## [WHAT IS NEEDED]
Every line with "submitted" in it should be copied from the data.

## [EXTRACTED INFORMATION]
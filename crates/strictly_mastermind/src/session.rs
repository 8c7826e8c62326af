//! Single-player session driving the guess/feedback loop.

use crate::board::Board;
use crate::config::GameConfig;
use crate::invariants::{InvariantSet, MastermindInvariants};
use crate::rules;
use crate::secret::Secret;
use crate::types::{Feedback, Outcome, Slot};
use rand::Rng;
use serde::{Deserialize, Serialize};
use tracing::{debug, info, instrument, warn};

/// Session phase: which row is open, or how the game ended.
#[derive(Debug, Clone, Copy, PartialEq, Eq)]
enum Phase {
    Active(usize),
    Won,
    Lost,
}

/// An owned game session: configuration, the hidden secret, the board, and
/// the win/lose state machine.
///
/// All operations are synchronous and run to completion; the session is the
/// sole owner of the board, and frontends read snapshots through [`board`],
/// [`outcome`], and [`active_row`] after each command.
///
/// [`board`]: GameSession::board
/// [`outcome`]: GameSession::outcome
/// [`active_row`]: GameSession::active_row
#[derive(Debug, Clone)]
pub struct GameSession {
    config: GameConfig,
    secret: Secret,
    board: Board,
    phase: Phase,
}

impl GameSession {
    /// Creates a session with a freshly drawn secret.
    #[instrument(skip(rng))]
    pub fn new(config: GameConfig, rng: &mut impl Rng) -> Self {
        let secret = Secret::random(config.palette_size(), rng);
        Self::with_secret(config, secret)
    }

    /// Creates a session around a known secret.
    ///
    /// The secret's colours are expected to fall within the configured
    /// palette; [`SecretInPaletteInvariant`] flags violations in debug
    /// builds once play begins.
    ///
    /// [`SecretInPaletteInvariant`]: crate::SecretInPaletteInvariant
    #[instrument(skip(secret))]
    pub fn with_secret(config: GameConfig, secret: Secret) -> Self {
        let start = config.attempt_limit() - 1;
        let mut board = Board::new(config.attempt_limit());
        if let Some(row) = board.row_mut(start) {
            row.activate();
        }
        info!(
            palette_size = config.palette_size(),
            attempt_limit = config.attempt_limit(),
            "starting session"
        );
        Self {
            config,
            secret,
            board,
            phase: Phase::Active(start),
        }
    }

    /// Returns the session configuration.
    pub fn config(&self) -> &GameConfig {
        &self.config
    }

    /// Returns the board snapshot.
    pub fn board(&self) -> &Board {
        &self.board
    }

    /// Returns the current outcome.
    pub fn outcome(&self) -> Outcome {
        match self.phase {
            Phase::Active(_) => Outcome::InProgress,
            Phase::Won => Outcome::Won,
            Phase::Lost => Outcome::Lost,
        }
    }

    /// Returns the index of the row open for input, if the game is still on.
    pub fn active_row(&self) -> Option<usize> {
        match self.phase {
            Phase::Active(row) => Some(row),
            Phase::Won | Phase::Lost => None,
        }
    }

    /// Checks whether the session has reached a terminal state.
    pub fn is_finished(&self) -> bool {
        self.outcome().is_terminal()
    }

    /// Reveals the hidden sequence, for display after the game ends or on
    /// give-up. Idempotent; never changes state.
    pub fn reveal_secret(&self) -> &Secret {
        &self.secret
    }

    /// Cycles the slot at `(row, column)` to the next colour in the click
    /// cycle and returns the updated slot.
    ///
    /// # Errors
    ///
    /// Rejected with [`TurnError::GameFinished`] after the game ends,
    /// [`TurnError::RowNotActive`] for any row but the active one, and
    /// [`TurnError::ColumnOutOfBounds`] past the row width. Rejected
    /// commands leave the board untouched.
    #[instrument(skip(self))]
    pub fn cycle_slot(&mut self, row: usize, column: usize) -> Result<Slot, TurnError> {
        let Phase::Active(active) = self.phase else {
            warn!("cycle command after game end");
            return Err(TurnError::GameFinished);
        };
        if row != active {
            debug!(active, "cycle command on inactive row");
            return Err(TurnError::RowNotActive(row));
        }
        let Some(row_ref) = self.board.row_mut(row) else {
            return Err(TurnError::RowNotActive(row));
        };
        let Some(current) = row_ref.slot(column) else {
            return Err(TurnError::ColumnOutOfBounds(column));
        };

        let next = current.cycle(self.config.palette_size());
        row_ref.set_slot(column, next);
        debug!(?next, "slot cycled");
        Ok(next)
    }

    /// Scores the active row against the secret and advances the state
    /// machine.
    ///
    /// A fully exact guess wins; a miss on row zero loses; anything else
    /// closes the row and opens the one above it (indices count down as
    /// attempts are consumed).
    ///
    /// # Errors
    ///
    /// Rejected with [`TurnError::GameFinished`] after the game ends and
    /// [`TurnError::IncompleteRow`] while any slot is still empty; the
    /// board and outcome are unchanged on rejection.
    #[instrument(skip(self))]
    pub fn submit_guess(&mut self) -> Result<Submission, TurnError> {
        let Phase::Active(row) = self.phase else {
            warn!("submit command after game end");
            return Err(TurnError::GameFinished);
        };
        let Some(guess) = self.board.row(row).and_then(|r| r.guess()) else {
            debug!(row, "incomplete row submitted");
            return Err(TurnError::IncompleteRow(row));
        };

        let feedback = rules::score(&self.secret, &guess);
        if let Some(row_ref) = self.board.row_mut(row) {
            row_ref.record_feedback(feedback);
            row_ref.deactivate();
        }

        let submission = if feedback.is_win() {
            info!(row, "guess matches the secret");
            self.phase = Phase::Won;
            Submission::Won { feedback }
        } else if row == 0 {
            info!("attempts exhausted");
            self.phase = Phase::Lost;
            Submission::Lost { feedback }
        } else {
            let next = row - 1;
            if let Some(row_ref) = self.board.row_mut(next) {
                row_ref.activate();
            }
            self.phase = Phase::Active(next);
            debug!(
                exact = feedback.exact(),
                colour = feedback.colour(),
                next,
                "row scored"
            );
            Submission::Continued {
                feedback,
                active_row: next,
            }
        };

        debug_assert!(
            MastermindInvariants::check_all(self).is_ok(),
            "session invariants violated after submission"
        );
        Ok(submission)
    }

    /// Starts the session over with a fresh board and a newly drawn secret.
    #[instrument(skip(self, rng))]
    pub fn reset(&mut self, rng: &mut impl Rng) {
        info!("resetting session");
        *self = Self::new(self.config, rng);
    }

    /// Test hook for corrupting state in invariant tests.
    #[cfg(test)]
    pub(crate) fn board_mut(&mut self) -> &mut Board {
        &mut self.board
    }
}

/// Result of a scored submission: the feedback plus the state transition it
/// caused.
#[derive(Debug, Clone, Copy, PartialEq, Eq, Serialize, Deserialize)]
#[serde(rename_all = "lowercase")]
pub enum Submission {
    /// Guess scored; the next row is open for input.
    Continued {
        /// Score for the submitted row.
        feedback: Feedback,
        /// Index of the newly opened row.
        active_row: usize,
    },
    /// Every slot matched the secret.
    Won {
        /// Score for the submitted row (always four exact).
        feedback: Feedback,
    },
    /// The final attempt is spent.
    Lost {
        /// Score for the submitted row.
        feedback: Feedback,
    },
}

impl Submission {
    /// Returns the feedback carried by this submission.
    pub fn feedback(&self) -> Feedback {
        match self {
            Submission::Continued { feedback, .. }
            | Submission::Won { feedback }
            | Submission::Lost { feedback } => *feedback,
        }
    }
}

/// Error raised when a command cannot be applied to the session.
///
/// Every variant is a recoverable input-validation condition; the session
/// state is unchanged and the caller re-prompts.
#[derive(Debug, Clone, Copy, PartialEq, Eq, derive_more::Display)]
pub enum TurnError {
    /// Submit was called while the active row still has empty slots.
    #[display("row {} is incomplete", _0)]
    IncompleteRow(usize),

    /// The game has already finished.
    #[display("game is already finished")]
    GameFinished,

    /// The targeted row is not open for input.
    #[display("row {} is not active", _0)]
    RowNotActive(usize),

    /// The column index is outside the row.
    #[display("column {} is out of bounds", _0)]
    ColumnOutOfBounds(usize),
}

impl std::error::Error for TurnError {}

## [ANSWER TO THE EXERCISE]
            debug!(row, "incomplete row submitted");
        /// Score for the submitted row.
        /// Score for the submitted row (always four exact).
        /// Score for the submitted row.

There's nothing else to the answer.